Back to life in Australia and boy has the past few weeks reminded me how good a Melbourne summer can be! 2011 has been a biggie – completing my law degree, pushing the boundaries even further with my running and the clogs have constantly been churning on how to make a positive impact through the opportunities I have had and will continue to create.

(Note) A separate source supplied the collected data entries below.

use std::collections::HashMap;
use std::error::Error;
use std::fs;
use std::path::{Path, PathBuf};
use std::time::Duration;

use async_trait::async_trait;
use plexmon::cache::{DirCache, StructureCache};
use plexmon::errors::{PlexmonError, Result as PlexmonResult};
use plexmon::watch::{
    scan_new_directories, watch_tree, SourceEvent, VnodeEventSource, WatchSet, WatchToken,
};
use tempfile::TempDir;

type TestResult = std::result::Result<(), Box<dyn Error>>;

/// Event source that records registrations and never delivers anything.
#[derive(Default)]
struct NullSource {
    registered: HashMap<PathBuf, WatchToken>,
}

#[async_trait(?Send)]
impl VnodeEventSource for NullSource {
    fn register(&mut self, path: &Path, token: WatchToken) -> PlexmonResult<()> {
        self.registered.insert(path.to_path_buf(), token);
        Ok(())
    }

    fn unregister(&mut self, path: &Path) {
        self.registered.remove(path);
    }

    async fn next_batch(
        &mut self,
        _timeout: Option<Duration>,
        _max_events: usize,
    ) -> Vec<SourceEvent> {
        Vec::new()
    }
}

/// Event source whose registrations always fail, for unwind testing.
struct RefusingSource;

#[async_trait(?Send)]
impl VnodeEventSource for RefusingSource {
    fn register(&mut self, _path: &Path, _token: WatchToken) -> PlexmonResult<()> {
        Err(PlexmonError::Config("registration refused".into()))
    }

    fn unregister(&mut self, _path: &Path) {}

    async fn next_batch(
        &mut self,
        _timeout: Option<Duration>,
        _max_events: usize,
    ) -> Vec<SourceEvent> {
        Vec::new()
    }
}

#[test]
fn add_is_idempotent_while_identity_is_preserved() -> TestResult {
    let tmp = TempDir::new()?;
    let mut source = NullSource::default();
    let mut watches = WatchSet::new();

    let first = watches.add(&mut source, tmp.path(), 1)?;
    let second = watches.add(&mut source, tmp.path(), 1)?;

    assert_eq!(first, second);
    assert_eq!(watches.active_count(), 1);
    assert_eq!(source.registered.len(), 1);

    Ok(())
}

#[test]
fn recreated_directory_is_pruned_and_gets_a_fresh_token() -> TestResult {
    let tmp = TempDir::new()?;
    let dir = tmp.path().join("X");
    fs::create_dir(&dir)?;

    let mut source = NullSource::default();
    let mut watches = WatchSet::new();

    let index = watches.add(&mut source, &dir, 1)?;
    let old_token = source.registered[&dir];

    // Delete and recreate: same path, new inode.
    fs::remove_dir(&dir)?;
    fs::create_dir(&dir)?;

    let new_index = watches.add(&mut source, &dir, 1)?;
    let new_token = source.registered[&dir];

    // The slot is recycled, but the old token no longer resolves.
    assert_eq!(index, new_index);
    assert_eq!(watches.active_count(), 1);
    assert_ne!(old_token, new_token);
    assert!(watches.resolve(old_token).is_none());
    assert_eq!(
        watches.resolve(new_token).map(|r| r.path.as_path()),
        Some(dir.as_path())
    );

    Ok(())
}

#[test]
fn removed_slot_is_reused_with_a_bumped_generation() -> TestResult {
    let tmp = TempDir::new()?;
    let a = tmp.path().join("a");
    let b = tmp.path().join("b");
    fs::create_dir(&a)?;
    fs::create_dir(&b)?;

    let mut source = NullSource::default();
    let mut watches = WatchSet::new();

    let index_a = watches.add(&mut source, &a, 1)?;
    let token_a = source.registered[&a];
    watches.remove(&mut source, index_a);
    assert_eq!(watches.active_count(), 0);

    let index_b = watches.add(&mut source, &b, 1)?;
    let token_b = source.registered[&b];

    // The freed slot is claimed by the next add; the stale token is dead.
    assert_eq!(index_a, index_b);
    assert!(watches.resolve(token_a).is_none());
    assert_eq!(
        watches.resolve(token_b).map(|r| r.path.as_path()),
        Some(b.as_path())
    );

    Ok(())
}

#[test]
fn fd_ceiling_is_enforced_at_add() -> TestResult {
    let tmp = TempDir::new()?;
    let a = tmp.path().join("a");
    let b = tmp.path().join("b");
    fs::create_dir(&a)?;
    fs::create_dir(&b)?;

    let mut source = NullSource::default();
    let mut watches = WatchSet::with_fd_ceiling(1);

    watches.add(&mut source, &a, 1)?;
    let result = watches.add(&mut source, &b, 1);

    assert!(matches!(result, Err(PlexmonError::WatchLimit(1))));
    assert_eq!(watches.active_count(), 1);

    Ok(())
}

#[test]
fn over_long_paths_are_rejected() -> TestResult {
    let mut source = NullSource::default();
    let mut watches = WatchSet::new();

    let long = PathBuf::from(format!("/{}", "x".repeat(2048)));
    let result = watches.add(&mut source, &long, 1);

    assert!(matches!(result, Err(PlexmonError::PathTooLong(_))));
    assert_eq!(watches.active_count(), 0);

    Ok(())
}

#[test]
fn failed_registration_unwinds_completely() -> TestResult {
    let tmp = TempDir::new()?;
    let mut refusing = RefusingSource;
    let mut watches = WatchSet::new();

    assert!(watches.add(&mut refusing, tmp.path(), 1).is_err());
    assert_eq!(watches.active_count(), 0);
    assert!(watches.index_of(tmp.path()).is_none());

    // The set is still usable afterwards.
    let mut source = NullSource::default();
    watches.add(&mut source, tmp.path(), 1)?;
    assert_eq!(watches.active_count(), 1);

    Ok(())
}

#[test]
fn watch_tree_registers_the_whole_tree_breadth_first() -> TestResult {
    let tmp = TempDir::new()?;
    let root = tmp.path().join("lib");
    fs::create_dir_all(root.join("Movies/A"))?;
    fs::create_dir_all(root.join("TV/Show/Season 1"))?;
    fs::write(root.join("Movies/film.mkv"), b"")?;

    let mut source = NullSource::default();
    let mut watches = WatchSet::new();
    let mut cache = DirCache::new();

    watch_tree(&mut watches, &mut cache, &mut source, &root, 7)?;

    for expected in [
        root.clone(),
        root.join("Movies"),
        root.join("Movies/A"),
        root.join("TV"),
        root.join("TV/Show"),
        root.join("TV/Show/Season 1"),
    ] {
        assert!(
            watches.index_of(&expected).is_some(),
            "missing watch for {expected:?}"
        );
    }
    assert_eq!(watches.active_count(), 6);

    Ok(())
}

#[test]
fn scan_new_directories_registers_only_unwatched_children() -> TestResult {
    let tmp = TempDir::new()?;
    let root = tmp.path().join("lib");
    fs::create_dir_all(root.join("Existing"))?;

    let mut source = NullSource::default();
    let mut watches = WatchSet::new();
    let mut cache = DirCache::new();
    watch_tree(&mut watches, &mut cache, &mut source, &root, 1)?;
    assert_eq!(watches.active_count(), 2);

    // A new child appears and the cache picks it up on refresh. The sleep
    // crosses the whole-second mtime boundary the cache compares at.
    std::thread::sleep(Duration::from_millis(1100));
    fs::create_dir(root.join("NewShow"))?;
    cache.refresh(&root)?;

    let registered = scan_new_directories(&mut watches, &mut cache, &mut source, &root, 1);

    assert_eq!(registered, 1);
    assert!(watches.index_of(&root.join("NewShow")).is_some());
    assert_eq!(watches.active_count(), 3);

    Ok(())
}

After several months of travelling and completing RacingThePlanet’s roving race in Nepal, my body is in a bit of shock after a constant change of time zones and never ending flights. There is no doubt I thrive on my life being run at a frenetic pace however even I understand the importance for calmness and reflection.  I have taken a few weeks off training, eaten copious amounts of good food and generally been merry seeing family and friends.

 


Here are some final thoughts on Nepal which also relate to race approach for multistage events

It was an unbelievable experience – the setting, the people and the race itself – tick, tick, and tick. In the lead up to the race I spent time with two of my closest friends (Jimbot and RB), two guys that I could travel anywhere with. I then absorbed mountain goodness in ascending 9,000 meters (29,500 ft) and descending 9,700 meters (31,800 ft) during RTP’s multistage event.

There is no doubt that this was a technically challenging race: the stairs were brutal and at times appeared to be never ending and many of the steep downhill’s were made complicated by being incredibly slippery. It required ongoing concentration, which contributed to mental fatigue and having diarrhea for the duration of the event contributed to physical discomfort.  That said it is those components, of mental fatigue and physical discomfort, that are two of the enticing elements to this sport  (with the exception of having diarrhea). It is this “unknown & uncertain” quantity that is drawing more and more people into ultra racing events.

I am now more aware that steps are certainly a weakness of mine – note to self: must run up and down the 1000 steps at least once a week (note to everyone else: there is actually only 776 steps). I did however learn the benefits of being more daring with my pace than I have in other multi stage races. Previous to this race I tended to err on the conservative side with the earlier/shorter distance stages to preserve plenty of energy for the long stage – which is always my best performing stage. This race I was on a high from the amazing surroundings that I felt compelled to push the pace, which resulted in challenging hard with the amazing Stephanie Case. I remember not being able to sleep before the long stage as I was wondering if my usual strength in “building up not blowing out” had been put into question and would I be able to deliver a good run the next day. I set out on the long 78km stage and was overwhelmed at every turn that I continually felt strong and was awe struck by the views & mountains – I placed 10th overall – which was the highest I had placed all week.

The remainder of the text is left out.